The antimicrobial efficacy and DNA binding activity of some copper(II) complexes of 3,4,7,8-tetramethyl-1,10-phenanthroline, 4,7-diphenyl-1,10-phenanthroline and 1,2-diaminocyclohexane

Copper(II) complexes of the general structure [Cu(L1)(L2)]2 + where L1 is (1S,2S)-diaminocyclohexane or (1R,2R)-diaminocyclohexane and L2 is 3,4,7,8-tetramethyl-1,10-phenanthroline (TMP) or 4,7-diphenyl-1,10-phenanthroline (DIP), have been investigated for their in vitro antimicrobial spectrum of activity, short-term antimicrobial efficacy, and DNA-binding affinity. Minimal inhibitory concentrations (MIC) against an expanded bacterial and fungal panel, confirmed that these mixed-ligand complexes are primarily effective against Gram-positive bacteria (MIC 4–8 µg/mL, 5.6–13.1 µM), with DIP coordinated complexes more effective than TMP counterparts. In contrast, TMP coordinated complexes demonstrated superior anti-Candida activity (MIC 8–16 µg/mL, 13.1–26.1 µM) than DIP variants, as well as 5-fluorocytosine. Growth inhibition by mixed-ligand complexes against Staphylococcus aureus and Enterococcus faecalis was evident within 0.5 h of exposure, in comparison to ampicillin. Similarly, these complexes but not ampicillin demonstrated bactericidal activity in non-proliferating conditions.

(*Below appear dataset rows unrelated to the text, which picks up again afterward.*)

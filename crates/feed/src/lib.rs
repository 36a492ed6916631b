// ABOUTME: Feed parsing library for the spouts workspace.
// ABOUTME: Turns RSS, Atom and JSON Feed bytes into Feed/FeedItem models.

pub mod error;
pub mod models;
pub mod parser;

pub use error::FeedError;
pub use models::{Author, Feed, FeedItem};
pub use parser::parse_feed_bytes;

All complexes exhibited DNA binding affinities within a similar magnitude of ethidium bromide (Ka ~ 105 M− 1), as derived from linear dichroism binding studies and fluorescent probe displacement assays with ethidium bromide or Hoechst 33258. Results imply that these copper(II) complexes have different modes of action to established antibiotics, ampicillin and 5-fluorocytosine, and provide further insight into development of effective antimicrobial agents.